VII
“Vendrás conmigo” -dije, sin que nadie supiera
dónde y cómo latía mi estado doloroso,
y para mí no había clavel ni barcarola,
nada sino una herida por el amor abierta.
Repetí: ven conmigo, como si me muriera,
nadie vio en mi boca la luna que sangraba,
nadie vio aquella sangre que subía al silencio.
¡Oh amor, ahora olvidemos la estrella con espinas!
Por eso cuando oí que su voz repetía
“¡vendrás conmigo!”, fue como si desataras
dolor, amor, la furia del vino encarcelado
que desde su bodega sumergida subiera
y otra vez en mi boca sentí un sabor de llama,
de sangre y de claveles, de piedra y quemadura.
XV
Desde hace mucho tiempo la tierra te conoce:
eres compacta como el pan o la madera,
eres el cuerpo, racimo de segura substancia,
tienes peso de acacia, de legumbre dorada.
Sé que existes no sólo porque tu ojos vuelan
y dan luz a las cosas como ventana abierta,
sino porque de barro te hicieron y cocieron
en Chillán, en un horno de adobe estupefacto.

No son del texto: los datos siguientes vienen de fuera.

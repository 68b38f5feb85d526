// Account endpoints behind a valid bearer token.

pub mod password;
pub mod profile;
pub mod session;

pub use password::change_password_post;
pub use profile::{me_get, me_put};
pub use session::logout_post;
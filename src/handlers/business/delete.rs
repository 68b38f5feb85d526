use axum::response::Json;
use serde_json::{json, Value};

use crate::database::businesses::BusinessStore;
use crate::error::ApiError;
use crate::middleware::OwnedBusiness;

/// DELETE /api/business/:id - remove the caller's profile outright.
///
/// Deletion is unconditional once ownership is established; there is no
/// soft-delete or archive state.
pub async fn business_delete(OwnedBusiness(business): OwnedBusiness) -> Result<Json<Value>, ApiError> {
    let store = BusinessStore::new().await?;
    store.delete(business.id).await?;

    tracing::info!("Business profile {} deleted by owner {}", business.id, business.user_id);

    Ok(Json(json!({
        "success": true,
        "data": { "message": "Business profile deleted successfully" }
    })))
}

Los seres se derraman como aire o agua o frío
y vagos son, se borran al contacto del tiempo,
como si antes de muertos fueran desmenuzados.

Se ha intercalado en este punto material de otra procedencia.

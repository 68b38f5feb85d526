//! Field-level validation shared by every handler.
//!
//! One constraint set, one place: each check appends a per-field message
//! to a [`Violations`] map and handlers convert a non-empty map into a
//! single `ValidationFailed` response listing every violated field, not
//! just the first. No mutation is applied while the map is non-empty.

use std::collections::HashMap;

use crate::database::models::{current_year, BusinessField, BusinessStatus, FundingMethod, MIN_YEAR};
use crate::error::ApiError;

/// Accumulated per-field violations.
#[derive(Debug, Default)]
pub struct Violations {
    errors: HashMap<String, String>,
}

impl Violations {
    pub fn new() -> Self {
        Self::default()
    }

    pub fn add(&mut self, field: &str, message: impl Into<String>) {
        // First message per field wins; later checks on the same field
        // are usually consequences of the first failure.
        self.errors.entry(field.to_string()).or_insert_with(|| message.into());
    }

    pub fn is_empty(&self) -> bool {
        self.errors.is_empty()
    }

    pub fn len(&self) -> usize {
        self.errors.len()
    }

    /// Empty map passes; anything else becomes a 400 listing every field.
    pub fn into_result(self) -> Result<(), ApiError> {
        if self.errors.is_empty() {
            Ok(())
        } else {
            Err(ApiError::validation_failed("Validation failed", self.errors))
        }
    }
}

fn trimmed(value: Option<&str>) -> Option<&str> {
    value.map(str::trim).filter(|s| !s.is_empty())
}

/// Length bounds count characters, not bytes, so multibyte input near a
/// bound validates the same as ASCII.
fn char_len_in(value: &str, min: usize, max: usize) -> bool {
    let len = value.chars().count();
    len >= min && len <= max
}

// ---- User fields ----

pub fn user_name(v: &mut Violations, value: Option<&str>, required: bool) {
    match trimmed(value) {
        Some(name) if !char_len_in(name, 2, 50) => {
            v.add("name", "Name must be between 2 and 50 characters");
        }
        Some(_) => {}
        None if required => v.add("name", "Name is required"),
        None => {}
    }
}

pub fn email(v: &mut Violations, value: Option<&str>) {
    match trimmed(value) {
        Some(email) => {
            let well_formed = email.split_once('@').map_or(false, |(local, domain)| {
                !local.is_empty() && domain.contains('.') && !domain.starts_with('.') && !domain.ends_with('.')
            });
            if !well_formed || email.contains(char::is_whitespace) {
                v.add("email", "Please provide a valid email");
            }
        }
        None => v.add("email", "Email is required"),
    }
}

pub fn password(v: &mut Violations, field: &str, value: Option<&str>) {
    match value {
        Some(pw) if pw.chars().count() < 6 => v.add(field, "Password must be at least 6 characters long"),
        Some(_) => {}
        None => v.add(field, "Password is required"),
    }
}

// ---- Business fields ----

pub fn business_name(v: &mut Violations, value: Option<&str>, required: bool) {
    match trimmed(value) {
        Some(name) if !char_len_in(name, 2, 100) => {
            v.add("businessName", "Business name must be between 2 and 100 characters");
        }
        Some(_) => {}
        None if required => v.add("businessName", "Business name is required"),
        None => {}
    }
}

pub fn description(v: &mut Violations, value: Option<&str>, required: bool) {
    match trimmed(value) {
        Some(text) if !char_len_in(text, 10, 500) => {
            v.add("description", "Description must be between 10 and 500 characters");
        }
        Some(_) => {}
        None if required => v.add("description", "Business description is required"),
        None => {}
    }
}

pub fn year(v: &mut Violations, field: &str, value: Option<i64>, required: bool) {
    match value {
        Some(year) if year < MIN_YEAR as i64 || year > current_year() as i64 => {
            v.add(field, format!("{} must be between {} and current year", label(field), MIN_YEAR));
        }
        Some(_) => {}
        None if required => v.add(field, format!("{} is required", label(field))),
        None => {}
    }
}

fn label(field: &str) -> &'static str {
    match field {
        "startedAt" => "Start year",
        "year" => "Year",
        _ => "Value",
    }
}

pub fn business_field(v: &mut Violations, value: Option<&str>, required: bool) {
    match trimmed(value) {
        Some(raw) => {
            if BusinessField::try_from(raw.to_string()).is_err() {
                v.add("businessField", "Please select a valid business field");
            }
        }
        None if required => v.add("businessField", "Business field is required"),
        None => {}
    }
}

pub fn status(v: &mut Violations, value: Option<&str>) {
    if let Some(raw) = trimmed(value) {
        if BusinessStatus::try_from(raw.to_string()).is_err() {
            v.add("status", "Please select a valid status");
        }
    }
}

pub fn website(v: &mut Violations, value: Option<&str>) {
    if let Some(url) = trimmed(value) {
        if !url.starts_with("http://") && !url.starts_with("https://") {
            v.add("website", "Please enter a valid website URL");
        }
    }
}

pub fn phone_number(v: &mut Violations, value: Option<&str>) {
    if let Some(phone) = trimmed(value) {
        let rest = phone.strip_prefix('+').unwrap_or(phone);
        let valid = !rest.is_empty()
            && rest.chars().all(|c| c.is_ascii_digit() || c == ' ' || c == '-' || c == '(' || c == ')');
        if !valid {
            v.add("phoneNumber", "Please enter a valid phone number");
        }
    }
}

pub fn city(v: &mut Violations, field: &str, value: Option<&str>) {
    if let Some(city) = trimmed(value) {
        if !char_len_in(city, 2, 50) {
            v.add(field, "City must be between 2 and 50 characters");
        }
    }
}

pub fn country(v: &mut Violations, value: Option<&str>) {
    if let Some(country) = trimmed(value) {
        if country.chars().count() > 50 {
            v.add("country", "Country name cannot exceed 50 characters");
        }
    }
}

pub fn tags(v: &mut Violations, values: Option<&[String]>) {
    if let Some(tags) = values {
        if tags.iter().any(|t| t.trim().chars().count() > 30) {
            v.add("tags", "Tag cannot exceed 30 characters");
        }
    }
}

// ---- Income / funder fields ----

pub fn amount(v: &mut Violations, field: &str, value: Option<f64>, required: bool) {
    match value {
        Some(amount) if !(amount >= 0.0) => v.add(field, "Amount must be a positive number"),
        Some(_) => {}
        None if required => v.add(field, "Amount is required"),
        None => {}
    }
}

pub fn funder_name(v: &mut Violations, value: Option<&str>) {
    match trimmed(value) {
        Some(name) if !char_len_in(name, 2, 100) => {
            v.add("name", "Funder name must be between 2 and 100 characters");
        }
        Some(_) => {}
        None => v.add("name", "Funder name is required"),
    }
}

pub fn funding_method(v: &mut Violations, value: Option<&str>) {
    match trimmed(value) {
        Some(raw) => {
            if FundingMethod::try_from(raw.to_string()).is_err() {
                v.add("method", "Please select a valid funding method");
            }
        }
        None => v.add("method", "Funding method is required"),
    }
}

#[cfg(test)]
mod tests {
    use super::*;

    #[test]
    fn every_violation_is_reported_not_just_the_first() {
        let mut v = Violations::new();
        business_name(&mut v, Some("x"), true);
        description(&mut v, Some("too short"), true);
        year(&mut v, "startedAt", Some(1850), true);
        business_field(&mut v, Some("Astrology"), true);

        assert_eq!(v.len(), 4);
        let err = v.into_result().unwrap_err();
        let body = err.to_json();
        let fields = body["field_errors"].as_object().unwrap();
        assert!(fields.contains_key("businessName"));
        assert!(fields.contains_key("description"));
        assert!(fields.contains_key("startedAt"));
        assert!(fields.contains_key("businessField"));
    }

    #[test]
    fn empty_violations_pass() {
        let mut v = Violations::new();
        business_name(&mut v, Some("Green Farm Solutions"), true);
        description(&mut v, Some("Sustainable agriculture solutions for farmers"), true);
        year(&mut v, "startedAt", Some(2020), true);
        business_field(&mut v, Some("Agriculture"), true);
        assert!(v.into_result().is_ok());
    }

    #[test]
    fn optional_fields_are_skipped_when_absent() {
        let mut v = Violations::new();
        business_name(&mut v, None, false);
        year(&mut v, "startedAt", None, false);
        website(&mut v, None);
        amount(&mut v, "amount", None, false);
        assert!(v.is_empty());
    }

    #[test]
    fn required_fields_are_flagged_when_absent() {
        let mut v = Violations::new();
        user_name(&mut v, None, true);
        email(&mut v, None);
        password(&mut v, "password", None);
        business_field(&mut v, None, true);
        assert_eq!(v.len(), 4);
    }

    #[test]
    fn email_format_is_checked() {
        for bad in ["plainaddress", "missing@tld", "@nodomain.com", "two words@x.com"] {
            let mut v = Violations::new();
            email(&mut v, Some(bad));
            assert!(!v.is_empty(), "expected '{}' to be rejected", bad);
        }

        let mut v = Violations::new();
        email(&mut v, Some("jane.smith@example.com"));
        assert!(v.is_empty());
    }

    #[test]
    fn year_bounds_are_inclusive() {
        let mut v = Violations::new();
        year(&mut v, "year", Some(1900), true);
        year(&mut v, "year", Some(current_year() as i64), true);
        assert!(v.is_empty());

        let mut v = Violations::new();
        year(&mut v, "year", Some(1899), true);
        assert!(!v.is_empty());

        let mut v = Violations::new();
        year(&mut v, "year", Some(current_year() as i64 + 1), true);
        assert!(!v.is_empty());
    }

    #[test]
    fn negative_and_nan_amounts_are_rejected() {
        let mut v = Violations::new();
        amount(&mut v, "amount", Some(-1.0), true);
        assert!(!v.is_empty());

        let mut v = Violations::new();
        amount(&mut v, "amount", Some(f64::NAN), true);
        assert!(!v.is_empty());

        let mut v = Violations::new();
        amount(&mut v, "amount", Some(0.0), true);
        assert!(v.is_empty());
    }

    #[test]
    fn funding_method_must_be_in_closed_set() {
        let mut v = Violations::new();
        funding_method(&mut v, Some("Crowdfunding"));
        assert!(!v.is_empty());

        for ok in ["Grant", "Loan", "Investment", "Donation"] {
            let mut v = Violations::new();
            funding_method(&mut v, Some(ok));
            assert!(v.is_empty(), "expected '{}' to pass", ok);
        }
    }

    #[test]
    fn length_bounds_count_characters_not_bytes() {
        // 50 two-byte characters is a valid name even though it exceeds
        // 50 bytes; 51 characters is over the bound.
        let mut v = Violations::new();
        user_name(&mut v, Some(&"é".repeat(50)), true);
        assert!(v.is_empty());

        let mut v = Violations::new();
        user_name(&mut v, Some(&"é".repeat(51)), true);
        assert!(!v.is_empty());

        let mut v = Violations::new();
        description(&mut v, Some(&"ü".repeat(500)), true);
        assert!(v.is_empty());

        let multibyte_tags = vec!["ü".repeat(30)];
        let mut v = Violations::new();
        tags(&mut v, Some(&multibyte_tags));
        assert!(v.is_empty());
    }

    #[test]
    fn website_and_phone_formats() {
        let mut v = Violations::new();
        website(&mut v, Some("https://greenfarm.co.ke"));
        phone_number(&mut v, Some("+254 700 123 456"));
        assert!(v.is_empty());

        let mut v = Violations::new();
        website(&mut v, Some("greenfarm.co.ke"));
        phone_number(&mut v, Some("call me maybe"));
        assert_eq!(v.len(), 2);
    }
}
use axum::response::Json;
use serde_json::{json, Value};

use crate::database::businesses::BusinessStore;
use crate::error::ApiError;
use crate::middleware::CurrentUser;

/// GET /api/business/me - the caller's own profile, public or not
pub async fn me_get(CurrentUser(user): CurrentUser) -> Result<Json<Value>, ApiError> {
    let store = BusinessStore::new().await?;
    let business = store
        .find_by_user(user.id)
        .await?
        .ok_or_else(|| ApiError::not_found("Business profile not found"))?;

    Ok(Json(json!({
        "success": true,
        "data": { "business": business.to_api_json() }
    })))
}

Tú caerás conmigo como piedra en la tumba
y así por nuestro amor que no fue consumido
continuará viviendo con nosotros la tierra.
XCLL
Amor mío, si muero, y tu no mueres,
amor mío, si mueres y no muero
no demos al dolor más territorio,
no hay extensión como la que vivimos.
Polvo en el trigo, arena en las arenas,
el tiempo, el agua errante, el viento vago
nos llevó como grano navegante.
Pudimos no encontrarnos en el tiempo.
Esta pedrera en que nos encontrarnos,
¡oh pequeño infinito! Devolvemos.
Pero esto es amor, amor, no ha terminado,
y así como no tuvo nacimiento
no tiene suerte, es como un largo río,
sólo cambia de tierras y de labios.
Estas son mis estrofas favoritas…. que acaso no expresan la máxima expresión de aquel sentimiento que denominamos amor!… Bueno cada persona varia en su análisis.